### Exercise brief
Each of the lines below must be restated exactly.

Stored data

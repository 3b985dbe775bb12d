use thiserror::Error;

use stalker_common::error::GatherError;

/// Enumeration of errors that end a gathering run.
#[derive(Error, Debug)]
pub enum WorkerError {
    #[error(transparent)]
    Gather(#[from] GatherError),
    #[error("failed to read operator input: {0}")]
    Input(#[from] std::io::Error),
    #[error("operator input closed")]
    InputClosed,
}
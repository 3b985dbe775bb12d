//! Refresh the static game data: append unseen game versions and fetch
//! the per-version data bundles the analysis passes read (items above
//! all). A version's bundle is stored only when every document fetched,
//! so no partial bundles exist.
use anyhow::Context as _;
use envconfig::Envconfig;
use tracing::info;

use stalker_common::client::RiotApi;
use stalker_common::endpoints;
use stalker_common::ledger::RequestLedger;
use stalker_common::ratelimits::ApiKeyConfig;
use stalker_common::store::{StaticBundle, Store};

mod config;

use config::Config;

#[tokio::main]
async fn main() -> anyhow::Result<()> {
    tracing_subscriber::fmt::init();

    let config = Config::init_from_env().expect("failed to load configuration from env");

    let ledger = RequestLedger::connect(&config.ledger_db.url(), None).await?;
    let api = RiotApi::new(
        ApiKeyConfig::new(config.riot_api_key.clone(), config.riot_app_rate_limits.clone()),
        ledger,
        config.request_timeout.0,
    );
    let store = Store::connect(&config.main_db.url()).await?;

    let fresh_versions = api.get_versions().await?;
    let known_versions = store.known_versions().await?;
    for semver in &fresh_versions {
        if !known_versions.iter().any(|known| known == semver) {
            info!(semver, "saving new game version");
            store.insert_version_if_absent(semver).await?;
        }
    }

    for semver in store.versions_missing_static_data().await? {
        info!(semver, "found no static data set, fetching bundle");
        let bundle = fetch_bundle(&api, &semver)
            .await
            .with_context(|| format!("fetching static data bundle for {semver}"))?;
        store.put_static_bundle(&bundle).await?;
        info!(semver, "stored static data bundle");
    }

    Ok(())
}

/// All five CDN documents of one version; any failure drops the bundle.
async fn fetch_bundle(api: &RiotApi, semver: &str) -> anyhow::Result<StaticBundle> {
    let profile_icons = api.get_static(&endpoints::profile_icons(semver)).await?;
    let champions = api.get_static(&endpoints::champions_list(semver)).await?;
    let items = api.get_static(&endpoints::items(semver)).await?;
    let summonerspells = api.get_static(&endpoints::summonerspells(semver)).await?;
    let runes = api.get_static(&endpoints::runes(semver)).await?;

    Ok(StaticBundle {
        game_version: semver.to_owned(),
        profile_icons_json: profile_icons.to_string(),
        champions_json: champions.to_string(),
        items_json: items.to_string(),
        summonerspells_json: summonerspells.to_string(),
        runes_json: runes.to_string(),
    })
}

### Solution to this exercise
repository 3b985dbe775bb12d
use thiserror::Error;

use stalker_common::error::GatherError;

/// Enumeration of errors that end a gathering run.
#[derive(Error, Debug)]
pub enum WorkerError {
    #[error(transparent)]
    Gather(#[from] GatherError),
    #[error("failed to read operator input: {0}")]
    Input(#[from] std::io::Error),
    #[error("operator input closed")]
    InputClosed,
}
repository 3b985dbe775bb12d
//! Refresh the static game data: append unseen game versions and fetch
//! the per-version data bundles the analysis passes read (items above
//! all). A version's bundle is stored only when every document fetched,
//! so no partial bundles exist.
use anyhow::Context as _;
use envconfig::Envconfig;
use tracing::info;

use stalker_common::client::RiotApi;
use stalker_common::endpoints;
use stalker_common::ledger::RequestLedger;
use stalker_common::ratelimits::ApiKeyConfig;
use stalker_common::store::{StaticBundle, Store};

mod config;

use config::Config;

#[tokio::main]
async fn main() -> anyhow::Result<()> {
    tracing_subscriber::fmt::init();

    let config = Config::init_from_env().expect("failed to load configuration from env");

    let ledger = RequestLedger::connect(&config.ledger_db.url(), None).await?;
    let api = RiotApi::new(
        ApiKeyConfig::new(config.riot_api_key.clone(), config.riot_app_rate_limits.clone()),
        ledger,
        config.request_timeout.0,
    );
    let store = Store::connect(&config.main_db.url()).await?;

    let fresh_versions = api.get_versions().await?;
    let known_versions = store.known_versions().await?;
    for semver in &fresh_versions {
        if !known_versions.iter().any(|known| known == semver) {
            info!(semver, "saving new game version");
            store.insert_version_if_absent(semver).await?;
        }
    }

    for semver in store.versions_missing_static_data().await? {
        info!(semver, "found no static data set, fetching bundle");
        let bundle = fetch_bundle(&api, &semver)
            .await
            .with_context(|| format!("fetching static data bundle for {semver}"))?;
        store.put_static_bundle(&bundle).await?;
        info!(semver, "stored static data bundle");
    }

    Ok(())
}

/// All five CDN documents of one version; any failure drops the bundle.
async fn fetch_bundle(api: &RiotApi, semver: &str) -> anyhow::Result<StaticBundle> {
    let profile_icons = api.get_static(&endpoints::profile_icons(semver)).await?;
    let champions = api.get_static(&endpoints::champions_list(semver)).await?;
    let items = api.get_static(&endpoints::items(semver)).await?;
    let summonerspells = api.get_static(&endpoints::summonerspells(semver)).await?;
    let runes = api.get_static(&endpoints::runes(semver)).await?;

    Ok(StaticBundle {
        game_version: semver.to_owned(),
        profile_icons_json: profile_icons.to_string(),
        champions_json: champions.to_string(),
        items_json: items.to_string(),
        summonerspells_json: summonerspells.to_string(),
        runes_json: runes.to_string(),
    })
}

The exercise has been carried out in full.